use std::path::Path;

use indexmap::IndexMap;
use regex::Regex;

use super::category::Category;
use super::file_info::{FileInfo, drop_common_suffixes, normalize_path};
use super::sink::ErrorSink;

/// Standard C++ library header names, including the pre-standard SGI/STL
/// spellings; an angle include outside this set is assumed to be a C
/// system header.
const CPP_HEADERS: &[&str] = &[
    "algobase.h",
    "algo.h",
    "alloc.h",
    "builtinbuf.h",
    "bvector.h",
    "complex.h",
    "defalloc.h",
    "deque.h",
    "editbuf.h",
    "fstream.h",
    "function.h",
    "hash_map",
    "hash_map.h",
    "hash_set",
    "hash_set.h",
    "hashtable.h",
    "heap.h",
    "indstream.h",
    "iomanip.h",
    "iostream.h",
    "istream.h",
    "iterator.h",
    "list.h",
    "map.h",
    "multimap.h",
    "multiset.h",
    "ostream.h",
    "pair.h",
    "parsestream.h",
    "pfstream.h",
    "PlotFile.h",
    "procbuf.h",
    "pthread_alloc",
    "pthread_alloc.h",
    "rope",
    "rope.h",
    "ropeimpl.h",
    "SFile.h",
    "slist",
    "slist.h",
    "stack.h",
    "stdiostream.h",
    "stl_alloc.h",
    "stl_relops.h",
    "streambuf.h",
    "stream.h",
    "strfile.h",
    "strstream.h",
    "tempbuf.h",
    "tree.h",
    "type_traits.h",
    "vector.h",
    "algorithm",
    "array",
    "atomic",
    "bitset",
    "chrono",
    "codecvt",
    "complex",
    "condition_variable",
    "deque",
    "exception",
    "forward_list",
    "fstream",
    "functional",
    "future",
    "initializer_list",
    "iomanip",
    "ios",
    "iosfwd",
    "iostream",
    "istream",
    "iterator",
    "limits",
    "list",
    "locale",
    "map",
    "memory",
    "mutex",
    "new",
    "numeric",
    "ostream",
    "queue",
    "random",
    "ratio",
    "regex",
    "set",
    "sstream",
    "stack",
    "stdexcept",
    "streambuf",
    "string",
    "strstream",
    "system_error",
    "thread",
    "tuple",
    "typeindex",
    "typeinfo",
    "type_traits",
    "unordered_map",
    "unordered_set",
    "utility",
    "valarray",
    "vector",
    "cassert",
    "ccomplex",
    "cctype",
    "cerrno",
    "cfenv",
    "cfloat",
    "cinttypes",
    "ciso646",
    "climits",
    "clocale",
    "cmath",
    "csetjmp",
    "csignal",
    "cstdalign",
    "cstdarg",
    "cstdbool",
    "cstddef",
    "cstdint",
    "cstdio",
    "cstdlib",
    "cstring",
    "ctgmath",
    "ctime",
    "cuchar",
    "cwchar",
    "cwctype",
];

/// What an `#include` line refers to, relative to the file under check.
#[derive(Debug, Clone, Copy, PartialEq, Eq)]
pub enum IncludeCategory {
    CSystem,
    CppSystem,
    LikelyMyHeader,
    PossibleMyHeader,
    Other,
}

impl IncludeCategory {
    const fn type_name(self) -> &'static str {
        match self {
            Self::CSystem => "C system header",
            Self::CppSystem => "C++ system header",
            Self::LikelyMyHeader => "header this file implements",
            Self::PossibleMyHeader => "header this file may implement",
            Self::Other => "other header",
        }
    }
}

/// The include sections in their required order.
#[derive(Debug, Clone, Copy, PartialEq, Eq, PartialOrd, Ord)]
enum Section {
    Initial,
    MyHeader,
    CSystem,
    CppSystem,
    OtherHeader,
}

impl Section {
    const fn name(self) -> &'static str {
        match self {
            Self::Initial => "... nothing. (This can't be an error.)",
            Self::MyHeader => "a header this file implements",
            Self::CSystem => "C system header",
            Self::CppSystem => "C++ system header",
            Self::OtherHeader => "other header",
        }
    }
}

/// Tracks the includes seen so far in one file: which names were
/// included where (insertion-ordered for deterministic later passes),
/// which section the scan is in, and the previous header of the current
/// section run for the alphabetical-order check.
pub struct IncludeState {
    includes: IndexMap<String, usize>,
    section: Section,
    last_header: String,
}

impl Default for IncludeState {
    fn default() -> Self {
        Self::new()
    }
}

impl IncludeState {
    #[must_use]
    pub fn new() -> Self {
        Self {
            includes: IndexMap::new(),
            section: Section::Initial,
            last_header: String::new(),
        }
    }

    #[must_use]
    pub fn line_of(&self, include: &str) -> Option<usize> {
        self.includes.get(include).copied()
    }

    pub fn record(&mut self, include: &str, linenum: usize) {
        self.includes.entry(include.to_string()).or_insert(linenum);
    }

    pub fn iter(&self) -> impl Iterator<Item = (&String, &usize)> {
        self.includes.iter()
    }

    /// Advances the section state machine by one classified include.
    /// Returns a description of the misordering, if any; the own-header
    /// sections are a permitted relaxation and never flagged.
    pub fn check_next_include_order(&mut self, category: IncludeCategory) -> Option<String> {
        let message = format!(
            "Found {} after {}",
            category.type_name(),
            self.section.name()
        );
        let last_section = self.section;
        match category {
            IncludeCategory::CSystem => {
                if self.section <= Section::CSystem {
                    self.section = Section::CSystem;
                } else {
                    self.last_header.clear();
                    return Some(message);
                }
            }
            IncludeCategory::CppSystem => {
                if self.section <= Section::CppSystem {
                    self.section = Section::CppSystem;
                } else {
                    self.last_header.clear();
                    return Some(message);
                }
            }
            IncludeCategory::LikelyMyHeader | IncludeCategory::PossibleMyHeader => {
                if self.section <= Section::MyHeader {
                    self.section = Section::MyHeader;
                } else {
                    self.section = Section::OtherHeader;
                }
            }
            IncludeCategory::Other => self.section = Section::OtherHeader,
        }
        if last_section != self.section {
            self.last_header.clear();
        }
        None
    }

    /// Checks `header` against the previous header of the current run.
    /// `-inl.h` sorts with its header, and `-` with `_`, so both are
    /// canonicalized away before comparing.
    pub fn is_in_alphabetical_order(&mut self, header: &str) -> bool {
        let canonical = canonicalize_alphabetical_order(header);
        if !self.last_header.is_empty() && self.last_header > canonical {
            return false;
        }
        self.last_header = canonical;
        true
    }
}

fn canonicalize_alphabetical_order(header: &str) -> String {
    header
        .replace("-inl.h", ".h")
        .replace('-', "_")
        .to_lowercase()
}

/// Decides which section an include belongs to, relative to the file
/// being checked. Angle includes are system headers, split C/C++ by the
/// standard-name table; quoted includes are matched against the checked
/// file's own name to spot the header it (may) implement.
#[must_use]
pub fn classify_include(file_info: &FileInfo, include: &str, is_system: bool) -> IncludeCategory {
    if is_system {
        return if CPP_HEADERS.contains(&include) {
            IncludeCategory::CppSystem
        } else {
            IncludeCategory::CSystem
        };
    }

    let target = drop_common_suffixes(&file_info.repository_name());
    let stripped = drop_common_suffixes(include);
    let (include_dir, include_base) = split_dir(&stripped);
    let (target_dir, target_base) = split_dir(&target);

    if include_base == target_base {
        let public_dir = normalize_path(Path::new(&format!("{target_dir}/../public")))
            .to_string_lossy()
            .replace('\\', "/");
        if include_dir == target_dir || include_dir == public_dir {
            return IncludeCategory::LikelyMyHeader;
        }
    }

    // Matching leading stems ("foo.h" vs "foo-bar.cc") may still mean
    // the include belongs to this file.
    if first_stem_component(target_base) == first_stem_component(include_base)
        && !first_stem_component(target_base).is_empty()
    {
        return IncludeCategory::PossibleMyHeader;
    }

    IncludeCategory::Other
}

fn split_dir(path: &str) -> (&str, &str) {
    match path.rfind('/') {
        Some(pos) => (&path[..pos], &path[pos + 1..]),
        None => ("", path),
    }
}

fn first_stem_component(base: &str) -> &str {
    let end = base
        .find(['-', '_', '.'])
        .unwrap_or(base.len());
    &base[..end]
}

/// Per-line `#include` checks: directory-less quoted headers, duplicate
/// includes, section ordering, and alphabetical ordering.
pub struct IncludeChecker {
    include_re: Regex,
    no_dir_re: Regex,
}

impl Default for IncludeChecker {
    fn default() -> Self {
        Self::new()
    }
}

impl IncludeChecker {
    /// # Panics
    /// Panics if the built-in regexes fail to compile.
    #[must_use]
    pub fn new() -> Self {
        Self {
            include_re: Regex::new(r#"^\s*#\s*include\s*([<"])([^>"]*)[>"]"#)
                .expect("Invalid regex"),
            no_dir_re: Regex::new(r#"#include\s*"[^/]+\.h""#).expect("Invalid regex"),
        }
    }

    pub fn check_line(
        &self,
        file_info: &FileInfo,
        line: &str,
        linenum: usize,
        state: &mut IncludeState,
        sink: &mut ErrorSink,
    ) {
        if self.no_dir_re.is_match(line) {
            sink.error(
                linenum,
                Category::BuildInclude,
                4,
                "Include the directory when naming .h files",
            );
        }

        let Some(caps) = self.include_re.captures(line) else {
            return;
        };
        let include = caps[2].to_string();
        let is_system = &caps[1] == "<";

        if let Some(previous) = state.line_of(&include) {
            sink.error(
                linenum,
                Category::BuildInclude,
                4,
                &format!(
                    "\"{include}\" already included at {}:{previous}",
                    file_info.name()
                ),
            );
            return;
        }
        state.record(&include, linenum);

        let category = classify_include(file_info, &include, is_system);
        if let Some(reason) = state.check_next_include_order(category) {
            sink.error(
                linenum,
                Category::BuildIncludeOrder,
                4,
                &format!(
                    "{reason}. Should be: {}.h, c system, c++ system, other.",
                    file_info.base_name()
                ),
            );
        }
        if !state.is_in_alphabetical_order(&include) {
            sink.error(
                linenum,
                Category::BuildIncludeAlpha,
                4,
                &format!("Include \"{include}\" not in alphabetical order"),
            );
        }
    }
}

#[cfg(test)]
#[path = "includes_tests.rs"]
mod tests;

### WHAT YOU HAVE TO DO
The lines to copy are those in the listing that contain the word "format".

### ANSWER TO THIS EXERCISE
        let message = format!(
        let public_dir = normalize_path(Path::new(&format!("{target_dir}/../public")))
                &format!(
                &format!(
                &format!("Include \"{include}\" not in alphabetical order"),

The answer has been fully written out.